Do you have a habit of talking to yourself?

From his InsideMyMind post, a young guy called Ryan Langdon As a person with ADHD, he wrote about his internal dialogue, which he referred to as hyper-neuro-vocal in that he had hyper self-talk that interferes with his concentration. In his own research, he discovered that people with ADHD tend to get carried away with their excessive self-talk, whereas others without ADHD occasionally claim to be completely unaware of any self-talk or internal dialogue (what he refers to as being hypo-neuro-vocal). In fact, Ryan describes his biggest issue as his internal conversation interfering with his concentration, which he attributes to his ADHD

How's your internal monologue going?

Do you think in words, in a dialogue with yourself, in visuals, or do you have no idea what you're thinking (must be quite quiet)? I've had the privilege of interviewing tens of thousands of people with ADHD, anxiety, depression, and autism.
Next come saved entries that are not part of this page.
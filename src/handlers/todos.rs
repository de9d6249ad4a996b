use axum::{
    extract::{Path, State},
    http::StatusCode,
    Json,
};

use crate::error::{AppError, Result};
use crate::extract::{ApiJson, ApiQuery};
use crate::middleware::AuthUser;
use crate::models::todo::{parse_todo_id, validate_content};
use crate::models::{Page, PageParams, Todo, TodoInput};
use crate::repositories::TodoRepository;

#[derive(Clone)]
pub struct TodosState {
    pub todo_repo: TodoRepository,
}

fn not_found() -> AppError {
    AppError::NotFound("not found".to_string())
}

pub async fn list(
    State(state): State<TodosState>,
    auth_user: AuthUser,
    ApiQuery(params): ApiQuery<PageParams>,
) -> Result<Json<Page<Todo>>> {
    let (limit, offset) = params.resolve()?;
    let (items, total) = state.todo_repo.list(&auth_user.id, limit, offset).await?;
    Ok(Json(Page {
        items,
        total,
        limit,
        offset,
    }))
}

pub async fn create(
    State(state): State<TodosState>,
    auth_user: AuthUser,
    ApiJson(input): ApiJson<TodoInput>,
) -> Result<(StatusCode, Json<Todo>)> {
    let content = validate_content(&input.content)?;
    let todo = state.todo_repo.create(&auth_user.id, &content).await?;
    Ok((StatusCode::CREATED, Json(todo)))
}

pub async fn update(
    State(state): State<TodosState>,
    auth_user: AuthUser,
    Path(id): Path<String>,
    ApiJson(input): ApiJson<TodoInput>,
) -> Result<Json<Todo>> {
    let id = parse_todo_id(&id)?;
    let content = validate_content(&input.content)?;
    let todo = state
        .todo_repo
        .update_content(id, &auth_user.id, &content)
        .await?
        .ok_or_else(not_found)?;
    Ok(Json(todo))
}

pub async fn delete(
    State(state): State<TodosState>,
    auth_user: AuthUser,
    Path(id): Path<String>,
) -> Result<StatusCode> {
    let id = parse_todo_id(&id)?;
    if !state.todo_repo.delete(id, &auth_user.id).await? {
        return Err(not_found());
    }
    Ok(StatusCode::NO_CONTENT)
}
The vast majority have described active self-talk as interfering with regular functioning. I don't know anyone who doesn't have an internal monologue. Some people may not be conscious of their own self-talk, but that doesn't imply it doesn't exist. Indeed, such thoughts are frequently referred to as automatic thoughts, which are merely thoughts that occur so naturally that we are unaware of them. However, everyone is different, and we've all heard of people (maybe you are one of them) who prefer to think and process information in pictures (visual learners...). Most of us, I believe, think in both words and pictures (we talk to ourselves, and visualize people and experiences). The amount to which our ideas interfere with our daily functioning is the primary issue in terms of a 'disorder.'

How our thoughts obstruct us

I've never met an anxious person who didn't have anxiety-provoking self-talk, or a depressive person who didn't have dismal self-talk. Individuals with ADHD have a strong internal focus and/or obsessive thoughts about any random item or interest, which manifests in nonstop talking (which is rather distracting for them and those around them), while those with autism have a strong internal focus and/or obsessive thoughts about any random item or interest. To be honest, there isn't a single person on this earth who hasn't struggled with their ideas at some point in their lives. Helping to regulate what's going on in our thoughts is one of the most important components of therapy.

So, what are our options?

That's what we do: we learn to regulate our thoughts. We employ internal forces to think on something else, which is the basis for cognitive-behavioral therapy, the most well-researched therapeutic strategy now in use. We also use external cues to remind us to stay focused; in either case, we learn to redirect our thoughts to more healthy topics and views, and then return to the task at hand. Medication can be really beneficial, as it helps to reduce background noise and improve our focus. Wearing earbuds that play a recording of a friendly voice reminding us to stay on task, or a visual cue on our desk to remind us to focus, or highlighting every noun or verb in a paragraph so we must stay active and focused in our reading, and so on, are all examples of auditory and visual cues that can be beneficial. There are numerous strategies to choose from.